Research output: ThesisDoctoral Thesis




Time perception is often thought of as arising from a centralised mechanism. Recently, there has been a shift away from this perspective, with evidence showing that adaptation to particular visual properties at specific locations and stimulus predictability affects perceived event duration, implying that sensory systems carry out duration processing. This thesis investigates the following three questions: (1) Does adaptation induced duration compression affect other visual processes? (2) Can sensory systems encode duration using their basic response properties? (3)What is the relationship between predictability, perceived duration and neural response to a visual stimulus?

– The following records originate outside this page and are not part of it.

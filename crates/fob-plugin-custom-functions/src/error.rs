//! Error types for custom functions metadata generation and artifact output

use miette::Diagnostic;
use std::path::PathBuf;
use thiserror::Error;

/// Join generator-reported errors, one per line, each prefixed with the input option
fn format_generation_errors(input: &str, errors: &[String]) -> String {
    errors
        .iter()
        .map(|err| format!("{} {}", input, err))
        .collect::<Vec<_>>()
        .join("\n")
}

/// Errors raised while running the external metadata generator
#[derive(Error, Debug, Diagnostic)]
pub enum GeneratorError {
    /// JavaScript runtime binary could not be found
    #[error("JavaScript runtime '{binary_name}' not found in PATH")]
    #[diagnostic(
        code(fob::custom_functions::runtime_not_found),
        help("Install Node.js (or Bun) and make sure it is available in your PATH")
    )]
    RuntimeNotFound { binary_name: String },

    /// Failed to spawn or talk to the generator process
    #[error("Failed to run metadata generator process: {source}")]
    #[diagnostic(code(fob::custom_functions::spawn_failed))]
    SpawnFailed {
        #[source]
        source: std::io::Error,
    },

    /// Generator process exited with non-zero status
    #[error("Metadata generator exited with code {exit_code}")]
    #[diagnostic(code(fob::custom_functions::exit_error))]
    ExitError {
        exit_code: i32,
        #[help]
        stderr: String,
    },

    /// Generator process timed out
    #[error("Metadata generator timed out after {timeout_secs} seconds")]
    #[diagnostic(
        code(fob::custom_functions::timeout),
        help("Increase generator.timeoutSecs or check that custom-functions-metadata is installed")
    )]
    Timeout { timeout_secs: u64 },

    /// Output from the generator exceeded the maximum allowed size
    #[error("Generator output too large: {actual_bytes} bytes (max: {max_bytes} bytes)")]
    #[diagnostic(code(fob::custom_functions::output_too_large))]
    OutputTooLarge {
        actual_bytes: usize,
        max_bytes: usize,
    },

    /// Generator output was not a valid generation result
    #[error("Invalid generator output: {source}")]
    #[diagnostic(
        code(fob::custom_functions::invalid_output),
        help("The generator must print a JSON object with errors, associate and metadataJson")
    )]
    InvalidOutput {
        #[source]
        source: serde_json::Error,
    },
}

impl GeneratorError {
    pub fn runtime_not_found(binary_name: impl Into<String>) -> Self {
        Self::RuntimeNotFound {
            binary_name: binary_name.into(),
        }
    }

    pub fn spawn_failed(source: std::io::Error) -> Self {
        Self::SpawnFailed { source }
    }

    pub fn exit_error(exit_code: i32, stderr: String) -> Self {
        Self::ExitError { exit_code, stderr }
    }

    pub fn timeout(timeout_secs: u64) -> Self {
        Self::Timeout { timeout_secs }
    }

    pub fn output_too_large(actual_bytes: usize, max_bytes: usize) -> Self {
        Self::OutputTooLarge {
            actual_bytes,
            max_bytes,
        }
    }

    pub fn invalid_output(source: serde_json::Error) -> Self {
        Self::InvalidOutput { source }
    }
}

/// Errors surfaced by the plugin to the bundler or its caller
#[derive(Error, Debug, Diagnostic)]
pub enum CustomFunctionsError {
    /// Configuration could not be loaded or extracted
    #[error("Invalid custom functions configuration: {0}")]
    #[diagnostic(
        code(fob::custom_functions::config),
        help("Check the customFunctions section of fob.config.json and FOB_CUSTOM_FUNCTIONS_* variables")
    )]
    Config(String),

    /// No input files were configured
    #[error("No custom functions input files configured")]
    #[diagnostic(
        code(fob::custom_functions::no_inputs),
        help("Set `input` to a source file or a list of source files")
    )]
    NoInputs,

    /// Current working directory could not be determined for path resolution
    #[error("Failed to determine the project root: {0}")]
    #[diagnostic(code(fob::custom_functions::current_dir))]
    CurrentDir(#[source] std::io::Error),

    /// Generator reported errors for the configured input files
    #[error("{}", format_generation_errors(.input, .errors))]
    #[diagnostic(code(fob::custom_functions::generation))]
    Generation { input: String, errors: Vec<String> },

    /// Generator could not be run at all
    #[error("Failed to generate metadata: {0}")]
    #[diagnostic(code(fob::custom_functions::generator))]
    Generator(#[from] GeneratorError),

    /// Writing an artifact to disk failed
    #[error("Failed to write metadata file {}: {source}", .path.display())]
    #[diagnostic(
        code(fob::custom_functions::write_failed),
        help("Check output directory permissions")
    )]
    Write {
        path: PathBuf,
        #[source]
        source: std::io::Error,
    },
}

impl CustomFunctionsError {
    pub fn generation(input: impl Into<String>, errors: Vec<String>) -> Self {
        Self::Generation {
            input: input.into(),
            errors,
        }
    }

    pub fn write(path: impl Into<PathBuf>, source: std::io::Error) -> Self {
        Self::Write {
            path: path.into(),
            source,
        }
    }
}
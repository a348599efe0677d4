//! Custom functions plugin configuration
//!
//! Options can be built in code or loaded from the `customFunctions` section
//! of `fob.config.json`, with `FOB_CUSTOM_FUNCTIONS_*` environment variables
//! taking precedence over the file.

use crate::error::CustomFunctionsError;
use figment::{
    providers::{Env, Format as _, Json, Serialized},
    Figment,
};
use path_clean::PathClean;
use serde::{Deserialize, Serialize};
use std::fmt;
use std::path::{Path, PathBuf};

/// Config file looked up in the project root when no explicit path is given
pub const CONFIG_FILE: &str = "fob.config.json";

/// Key of the plugin section inside the config file
pub const CONFIG_KEY: &str = "customFunctions";

/// Prefix of environment variable overrides
pub const ENV_PREFIX: &str = "FOB_CUSTOM_FUNCTIONS_";

/// Env key (after the prefix) read by the `logging` feature, not an option
pub const LOG_ENV_KEY: &str = "LOG";

/// Default timeout for the generator process
pub const DEFAULT_TIMEOUT_SECS: u64 = 30;

fn default_output() -> PathBuf {
    PathBuf::from("functions.json")
}

fn default_module_name() -> String {
    "functions.js".to_string()
}

/// Output directory used when neither the plugin nor the bundler names one
pub const DEFAULT_OUT_DIR: &str = "dist";

fn default_timeout_secs() -> u64 {
    DEFAULT_TIMEOUT_SECS
}

/// Source files declaring custom functions: a single path or a list
#[derive(Debug, Clone, PartialEq, Eq, Serialize, Deserialize)]
#[serde(untagged)]
pub enum InputFiles {
    One(String),
    Many(Vec<String>),
}

impl InputFiles {
    pub fn as_slice(&self) -> &[String] {
        match self {
            Self::One(file) => std::slice::from_ref(file),
            Self::Many(files) => files,
        }
    }

    pub fn is_empty(&self) -> bool {
        self.as_slice().is_empty()
    }

    /// First configured input as written by the user
    pub fn first(&self) -> Option<&str> {
        self.as_slice().first().map(String::as_str)
    }
}

impl Default for InputFiles {
    fn default() -> Self {
        Self::Many(Vec::new())
    }
}

impl fmt::Display for InputFiles {
    fn fmt(&self, f: &mut fmt::Formatter<'_>) -> fmt::Result {
        write!(f, "{}", self.as_slice().join(","))
    }
}

impl From<&str> for InputFiles {
    fn from(file: &str) -> Self {
        Self::One(file.to_string())
    }
}

impl From<String> for InputFiles {
    fn from(file: String) -> Self {
        Self::One(file)
    }
}

impl From<Vec<String>> for InputFiles {
    fn from(files: Vec<String>) -> Self {
        Self::Many(files)
    }
}

impl From<Vec<&str>> for InputFiles {
    fn from(files: Vec<&str>) -> Self {
        Self::Many(files.into_iter().map(str::to_string).collect())
    }
}

/// Options for the Node-backed metadata generator
#[derive(Debug, Clone, PartialEq, Eq, Serialize, Deserialize)]
#[serde(rename_all = "camelCase", deny_unknown_fields)]
pub struct GeneratorOptions {
    /// JavaScript runtime used to run `custom-functions-metadata`
    ///
    /// Supported values: "node", "bun". Auto-detected when unset.
    #[serde(default, skip_serializing_if = "Option::is_none")]
    pub runtime: Option<String>,

    /// Seconds to wait for the generator before giving up
    #[serde(default = "default_timeout_secs")]
    pub timeout_secs: u64,
}

impl Default for GeneratorOptions {
    fn default() -> Self {
        Self {
            runtime: None,
            timeout_secs: DEFAULT_TIMEOUT_SECS,
        }
    }
}

/// User-facing plugin options
#[derive(Debug, Clone, PartialEq, Eq, Serialize, Deserialize)]
#[serde(rename_all = "camelCase", deny_unknown_fields)]
pub struct CustomFunctionsOptions {
    /// Source file(s) declaring custom functions
    #[serde(default)]
    pub input: InputFiles,

    /// Metadata artifact path, relative to the output directory
    #[serde(default = "default_output")]
    pub output: PathBuf,

    /// File name of the generated aggregation module
    #[serde(default = "default_module_name")]
    pub module_name: String,

    /// Production output directory, relative to the project root
    ///
    /// When unset, artifacts follow the bundler's own output directory.
    #[serde(default, skip_serializing_if = "Option::is_none")]
    pub out_dir: Option<PathBuf>,

    /// Project root; defaults to the bundler's working directory
    #[serde(default, skip_serializing_if = "Option::is_none")]
    pub root: Option<PathBuf>,

    /// Generator process settings
    #[serde(default)]
    pub generator: GeneratorOptions,
}

impl Default for CustomFunctionsOptions {
    fn default() -> Self {
        Self {
            input: InputFiles::default(),
            output: default_output(),
            module_name: default_module_name(),
            out_dir: None,
            root: None,
            generator: GeneratorOptions::default(),
        }
    }
}

impl CustomFunctionsOptions {
    /// Create options for the given input file(s) and metadata output path
    pub fn new(input: impl Into<InputFiles>, output: impl Into<PathBuf>) -> Self {
        Self {
            input: input.into(),
            output: output.into(),
            ..Self::default()
        }
    }

    pub fn with_module_name(mut self, module_name: impl Into<String>) -> Self {
        self.module_name = module_name.into();
        self
    }

    pub fn with_out_dir(mut self, out_dir: impl Into<PathBuf>) -> Self {
        self.out_dir = Some(out_dir.into());
        self
    }

    pub fn with_root(mut self, root: impl Into<PathBuf>) -> Self {
        self.root = Some(root.into());
        self
    }

    pub fn with_runtime(mut self, runtime: impl Into<String>) -> Self {
        self.generator.runtime = Some(runtime.into());
        self
    }

    pub fn with_timeout_secs(mut self, timeout_secs: u64) -> Self {
        self.generator.timeout_secs = timeout_secs;
        self
    }

    /// Load options from multiple sources.
    /// Priority: environment variables > config file > defaults
    ///
    /// When `config_path` is `None`, `fob.config.json` in `root` is used if it exists.
    /// A missing `root` option is filled in with `root`.
    pub fn load(root: &Path, config_path: Option<&Path>) -> Result<Self, CustomFunctionsError> {
        let mut figment = Figment::new().merge(Serialized::defaults(Self::default()));

        let config_file = config_path.map(Path::to_path_buf).or_else(|| {
            let default_path = root.join(CONFIG_FILE);
            default_path.exists().then_some(default_path)
        });

        if let Some(path) = config_file {
            figment = figment.merge(Figment::from(Json::file(path)).focus(CONFIG_KEY));
        }

        // FOB_CUSTOM_FUNCTIONS_OUT_DIR -> outDir, FOB_CUSTOM_FUNCTIONS_GENERATOR__RUNTIME -> generator.runtime
        figment = figment.merge(
            Env::prefixed(ENV_PREFIX)
                .ignore(&[LOG_ENV_KEY])
                .lowercase(false)
                .map(|key| env_key_to_camel(key.as_str()).into())
                .split("__"),
        );

        let mut options: Self = figment
            .extract()
            .map_err(|e| CustomFunctionsError::Config(e.to_string()))?;

        if options.root.is_none() {
            options.root = Some(root.to_path_buf());
        }

        Ok(options)
    }

    /// Resolve every configured path against the project root
    pub fn resolve(&self) -> Result<ResolvedOptions, CustomFunctionsError> {
        if self.input.is_empty() {
            return Err(CustomFunctionsError::NoInputs);
        }

        let root = match &self.root {
            Some(root) if root.is_absolute() => root.clean(),
            Some(root) => current_dir()?.join(root).clean(),
            None => current_dir()?.clean(),
        };

        let inputs = self
            .input
            .as_slice()
            .iter()
            .map(|file| root.join(file).clean())
            .collect();

        Ok(ResolvedOptions {
            input: self.input.clone(),
            inputs,
            output: self.output.clone(),
            module_name: self.module_name.clone(),
            out_dir: self.out_dir.as_ref().map(|dir| root.join(dir).clean()),
            root,
            generator: self.generator.clone(),
        })
    }
}

fn current_dir() -> Result<PathBuf, CustomFunctionsError> {
    std::env::current_dir().map_err(CustomFunctionsError::CurrentDir)
}

/// Convert an environment key such as `OUT_DIR` or `GENERATOR__TIMEOUT_SECS`
/// into the camelCase form used by the config file, keeping `__` separators
fn env_key_to_camel(key: &str) -> String {
    key.split("__")
        .map(|segment| {
            let mut camel = String::with_capacity(segment.len());
            for (i, word) in segment.split('_').filter(|w| !w.is_empty()).enumerate() {
                let lower = word.to_ascii_lowercase();
                if i == 0 {
                    camel.push_str(&lower);
                } else {
                    let mut chars = lower.chars();
                    if let Some(first) = chars.next() {
                        camel.push(first.to_ascii_uppercase());
                        camel.push_str(chars.as_str());
                    }
                }
            }
            camel
        })
        .collect::<Vec<_>>()
        .join("__")
}

/// Options with every path made absolute
#[derive(Debug, Clone)]
pub struct ResolvedOptions {
    /// Input option exactly as configured
    pub input: InputFiles,

    /// Absolute, cleaned input files
    pub inputs: Vec<PathBuf>,

    /// Metadata artifact path relative to the output location
    pub output: PathBuf,

    /// Aggregation module file name
    pub module_name: String,

    /// Absolute project root
    pub root: PathBuf,

    /// Absolute production output directory, if configured on the plugin
    pub out_dir: Option<PathBuf>,

    pub generator: GeneratorOptions,
}

impl ResolvedOptions {
    /// Resolved input file whose path is a suffix of the module id
    pub fn find_input(&self, id: &str) -> Option<&Path> {
        self.inputs
            .iter()
            .find(|file| id.ends_with(file.to_string_lossy().as_ref()))
            .map(PathBuf::as_path)
    }

    /// Directory receiving the production artifacts
    ///
    /// An explicit `outDir` wins. Otherwise the bundler's output directory is
    /// used, relative to the bundler's working directory.
    pub fn artifact_dir(&self, host_cwd: &Path, host_out_dir: &str) -> PathBuf {
        if let Some(dir) = &self.out_dir {
            return dir.clone();
        }

        let cwd = if host_cwd.as_os_str().is_empty() {
            self.root.as_path()
        } else {
            host_cwd
        };
        let dir = if host_out_dir.is_empty() {
            DEFAULT_OUT_DIR
        } else {
            host_out_dir
        };
        let dir = cwd.join(dir);
        if dir.is_absolute() {
            dir.clean()
        } else {
            self.root.join(dir).clean()
        }
    }

    /// Metadata artifact location inside `dir`
    pub fn metadata_path_in(&self, dir: &Path) -> PathBuf {
        dir.join(&self.output).clean()
    }

    /// Aggregation module location inside `dir`, next to the metadata artifact
    pub fn module_path_in(&self, dir: &Path) -> PathBuf {
        let metadata = self.metadata_path_in(dir);
        match metadata.parent() {
            Some(parent) => parent.join(&self.module_name),
            None => dir.join(&self.module_name),
        }
    }

    /// URL suffix that identifies metadata requests on the dev server
    pub fn output_route(&self) -> String {
        self.output
            .to_string_lossy()
            .replace('\\', "/")
            .trim_start_matches("./")
            .to_string()
    }
}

The first question was investigated using a visual illusion called Flash-Lag, commonly thought to possess a fixed time component. After pilot investigations comparing psychophysical techniques, results from a behavioural experiment show that adapting to a high temporal frequency stimulus reduces the time component of the Flash-Lag illusion, implying a role for duration in positional and/or motion computations. We demonstrate a model using labelled lines and varying temporal response of neurons can encode the duration of a temporally normalised input. This model exhibits effects similar to those observed in literature including adaptation induced duration compression, central tendency and perceived duration scaling with the magnitude of various stimulus properties. Finally, a new paradigm is developed to test if stimulus duration decreases with stimulus predictability. Although behavioural results show no effect of predictability, event related fMRI shows significant differences in BOLD signal. Area MST demonstrates reduced response to expected events in a duration judgement task, but not an orientation judgement task, suggesting response is reduced by predictability, dependent on the task. These results show that duration may be encoded in sensory systems and is used in perceptual tasks. Furthermore, it is proposed that duration is estimated using ramping or climbing activity within neural populations in the dorsal visual pathway.
Original languageEnglish
Awarding Institution
Award date1 Nov 2015
Publication statusUnpublished - 2015

Research outputs

This open access research output is licenced under a Creative Commons Attribution-NonCommercial-NoDerivs 3.0 Unported License.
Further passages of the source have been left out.